*What you need to do*
Look through the data below. Pick out the lines holding the string "HashMap".

*Data for this task*
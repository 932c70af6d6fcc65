//! Multi-collection knowledge store.
//!
//! Each collection is one `Index` backed by one on-disk file,
//! `<base>/<collection>.index.json`. Loading is lazy; every successful
//! `add_document` re-serializes the whole index (write-through). Saves go
//! through a temp file and an atomic rename so a crash mid-write cannot
//! corrupt the collection.

use std::collections::HashMap;
use std::path::{Path, PathBuf};
use std::sync::Arc;
use tokio::sync::RwLock;
use tracing::{debug, warn};

use ferriclaw_core::error::KnowledgeError;

use crate::index::{ChunkerConfig, Document, Index, SearchResult};

/// Summary of one collection.
#[derive(Debug, Clone, serde::Serialize, serde::Deserialize)]
pub struct Collection {
    pub name: String,
    pub documents: usize,
    pub chunks: usize,
}

/// The collection map. The map itself and every index carry their own
/// read-write lock: two searches proceed in parallel, a search and an add
/// on the same collection are serialized.
pub struct Store {
    base_dir: PathBuf,
    chunker: ChunkerConfig,
    indexes: RwLock<HashMap<String, Arc<RwLock<Index>>>>,
}

impl Store {
    pub fn new(base_dir: impl Into<PathBuf>, chunker: ChunkerConfig) -> Result<Self, KnowledgeError> {
        let base_dir = base_dir.into();
        std::fs::create_dir_all(&base_dir).map_err(|e| {
            KnowledgeError::Storage(format!(
                "failed to create knowledge directory {}: {e}",
                base_dir.display()
            ))
        })?;
        Ok(Self {
            base_dir,
            chunker,
            indexes: RwLock::new(HashMap::new()),
        })
    }

    fn index_path(&self, name: &str) -> PathBuf {
        self.base_dir.join(format!("{name}.index.json"))
    }

    fn normalize(name: &str) -> Result<String, KnowledgeError> {
        let name = name.trim().to_lowercase();
        if name.is_empty() {
            return Err(KnowledgeError::EmptyCollectionName);
        }
        Ok(name)
    }

    /// Get a collection's index, loading it from disk on first access.
    /// A missing file yields a fresh empty index; an unreadable one is
    /// treated the same way with a warning, and the bad file is left in
    /// place until the next successful save.
    async fn get_index(&self, name: &str) -> Result<Arc<RwLock<Index>>, KnowledgeError> {
        let name = Self::normalize(name)?;

        if let Some(idx) = self.indexes.read().await.get(&name) {
            return Ok(idx.clone());
        }

        let mut indexes = self.indexes.write().await;
        // Re-check: another task may have loaded it while we waited.
        if let Some(idx) = indexes.get(&name) {
            return Ok(idx.clone());
        }

        let index = self.load_index(&name).await;
        let index = Arc::new(RwLock::new(index));
        indexes.insert(name, index.clone());
        Ok(index)
    }

    async fn load_index(&self, name: &str) -> Index {
        let path = self.index_path(name);
        match tokio::fs::read(&path).await {
            Ok(bytes) => match serde_json::from_slice::<Index>(&bytes) {
                Ok(mut index) => {
                    index.name = name.to_string();
                    index.repair_order();
                    debug!(collection = %name, chunks = index.doc_count, "Loaded index from disk");
                    index
                }
                Err(e) => {
                    warn!(
                        collection = %name,
                        path = %path.display(),
                        error = %e,
                        "Index file is schema-invalid, starting fresh (file preserved)"
                    );
                    Index::new(name)
                }
            },
            Err(e) if e.kind() == std::io::ErrorKind::NotFound => Index::new(name),
            Err(e) => {
                warn!(
                    collection = %name,
                    error = %e,
                    "Index file unreadable, starting fresh (file preserved)"
                );
                Index::new(name)
            }
        }
    }

    /// Serialize an index to its file via temp file + rename.
    async fn save_index(&self, index: &Index) -> Result<(), KnowledgeError> {
        let path = self.index_path(&index.name);
        let tmp = path.with_extension("json.tmp");

        let bytes = serde_json::to_vec(index)
            .map_err(|e| KnowledgeError::Storage(format!("serialize index: {e}")))?;

        tokio::fs::write(&tmp, &bytes)
            .await
            .map_err(|e| KnowledgeError::Storage(format!("write {}: {e}", tmp.display())))?;
        tokio::fs::rename(&tmp, &path)
            .await
            .map_err(|e| KnowledgeError::Storage(format!("rename {}: {e}", path.display())))?;
        Ok(())
    }

    /// Add a document to a collection, assigning an id and timestamps
    /// when absent, then persist the index.
    pub async fn add_document(
        &self,
        collection: &str,
        mut doc: Document,
    ) -> Result<(), KnowledgeError> {
        let index = self.get_index(collection).await?;

        if doc.id.is_empty() {
            doc.id = format!(
                "doc_{}",
                chrono::Utc::now().timestamp_nanos_opt().unwrap_or_default()
            );
        }
        let now = chrono::Utc::now();
        if doc.created_at.is_none() {
            doc.created_at = Some(now);
        }
        doc.updated_at = Some(now);

        // Hold the write lock across the save: a mutated index must reach
        // disk before the next search on it completes.
        let mut guard = index.write().await;
        guard.add_document(&doc, self.chunker);
        self.save_index(&guard).await
    }

    /// BM25 search within one collection.
    pub async fn search(
        &self,
        collection: &str,
        query: &str,
        limit: usize,
    ) -> Result<Vec<SearchResult>, KnowledgeError> {
        let index = self.get_index(collection).await?;
        let guard = index.read().await;
        Ok(guard.search(query, limit))
    }

    /// List collections known on disk, with document/chunk counts.
    pub async fn list_collections(&self) -> Result<Vec<Collection>, KnowledgeError> {
        let mut names = Vec::new();
        let mut entries = tokio::fs::read_dir(&self.base_dir)
            .await
            .map_err(|e| KnowledgeError::Storage(format!("read dir: {e}")))?;
        while let Some(entry) = entries
            .next_entry()
            .await
            .map_err(|e| KnowledgeError::Storage(format!("read dir entry: {e}")))?
        {
            let file_name = entry.file_name();
            let Some(file_name) = file_name.to_str() else {
                continue;
            };
            if let Some(name) = file_name.strip_suffix(".index.json") {
                names.push(name.to_string());
            }
        }
        names.sort();

        let mut collections = Vec::with_capacity(names.len());
        for name in names {
            let index = self.get_index(&name).await?;
            let guard = index.read().await;
            collections.push(Collection {
                name: guard.name.clone(),
                documents: guard.doc_count,
                chunks: guard.docs.len(),
            });
        }
        Ok(collections)
    }

    pub fn base_dir(&self) -> &Path {
        &self.base_dir
    }
}

#[cfg(test)]
mod tests {
    use super::*;

    fn doc(id: &str, content: &str) -> Document {
        Document {
            id: id.into(),
            source: "test".into(),
            kind: "text".into(),
            content: content.into(),
            ..Default::default()
        }
    }

    fn store_in(dir: &Path) -> Store {
        Store::new(dir, ChunkerConfig::default()).unwrap()
    }

    #[tokio::test]
    async fn add_then_search() {
        let dir = tempfile::tempdir().unwrap();
        let store = store_in(dir.path());

        store
            .add_document("notes", doc("note1", "Persistent knowledge is valuable."))
            .await
            .unwrap();

        let results = store.search("notes", "knowledge", 5).await.unwrap();
        assert_eq!(results.len(), 1);
        assert_eq!(results[0].document_id, "note1");
    }

    #[tokio::test]
    async fn persistence_survives_restart() {
        let dir = tempfile::tempdir().unwrap();
        let top_score = {
            let store = store_in(dir.path());
            store
                .add_document("k", doc("note1", "Persistent knowledge is valuable."))
                .await
                .unwrap();
            store.search("k", "valuable", 5).await.unwrap()[0].score
        };

        // Fresh store over the same base dir: lazy load from disk.
        let store = store_in(dir.path());
        let results = store.search("k", "valuable", 5).await.unwrap();
        assert_eq!(results.len(), 1);
        assert_eq!(results[0].document_id, "note1");
        assert!((results[0].score - top_score).abs() < f64::EPSILON);
    }

    #[tokio::test]
    async fn save_leaves_no_temp_file() {
        let dir = tempfile::tempdir().unwrap();
        let store = store_in(dir.path());
        store
            .add_document("atomic", doc("d", "content"))
            .await
            .unwrap();

        let names: Vec<String> = std::fs::read_dir(dir.path())
            .unwrap()
            .map(|e| e.unwrap().file_name().to_string_lossy().into_owned())
            .collect();
        assert!(names.contains(&"atomic.index.json".to_string()));
        assert!(
            names.iter().all(|n| !n.ends_with(".tmp")),
            "atomic save must not leave temp files: {names:?}"
        );
    }

    #[tokio::test]
    async fn corrupt_index_file_starts_fresh_and_preserves_file() {
        let dir = tempfile::tempdir().unwrap();
        let bad_path = dir.path().join("broken.index.json");
        std::fs::write(&bad_path, "{not valid json").unwrap();

        let store = store_in(dir.path());
        let results = store.search("broken", "anything", 5).await.unwrap();
        assert!(results.is_empty());

        // Search alone must not clobber the original file.
        let raw = std::fs::read_to_string(&bad_path).unwrap();
        assert_eq!(raw, "{not valid json");

        // The next successful save replaces it.
        store.add_document("broken", doc("d", "fresh start")).await.unwrap();
        let raw = std::fs::read_to_string(&bad_path).unwrap();
        assert!(raw.contains("fresh start"));
    }

    #[tokio::test]
    async fn empty_collection_name_rejected() {
        let dir = tempfile::tempdir().unwrap();
        let store = store_in(dir.path());
        let err = store.search("  ", "q", 5).await.unwrap_err();
        assert!(matches!(err, KnowledgeError::EmptyCollectionName));
    }

    #[tokio::test]
    async fn collection_names_are_normalized() {
        let dir = tempfile::tempdir().unwrap();
        let store = store_in(dir.path());
        store.add_document(" Notes ", doc("n", "alpha")).await.unwrap();

        let results = store.search("notes", "alpha", 5).await.unwrap();
        assert_eq!(results.len(), 1);
        assert!(dir.path().join("notes.index.json").exists());
    }

    #[tokio::test]
    async fn list_collections_reports_counts() {
        let dir = tempfile::tempdir().unwrap();
        let store = store_in(dir.path());
        store.add_document("alpha", doc("a", "one two three")).await.unwrap();
        store.add_document("beta", doc("b", "four")).await.unwrap();
        store.add_document("beta", doc("c", "five")).await.unwrap();

        let collections = store.list_collections().await.unwrap();
        assert_eq!(collections.len(), 2);
        assert_eq!(collections[0].name, "alpha");
        assert_eq!(collections[0].chunks, 1);
        assert_eq!(collections[1].name, "beta");
        assert_eq!(collections[1].documents, 2);
    }

    #[tokio::test]
    async fn generated_ids_for_blank_documents() {
        let dir = tempfile::tempdir().unwrap();
        let store = store_in(dir.path());
        store
            .add_document("gen", doc("", "auto id content"))
            .await
            .unwrap();

        let results = store.search("gen", "auto", 5).await.unwrap();
        assert_eq!(results.len(), 1);
        assert!(results[0].document_id.starts_with("doc_"));
    }
}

*Solution for this problem*
use std::collections::HashMap;
    indexes: RwLock<HashMap<String, Arc<RwLock<Index>>>>,
            indexes: RwLock::new(HashMap::new()),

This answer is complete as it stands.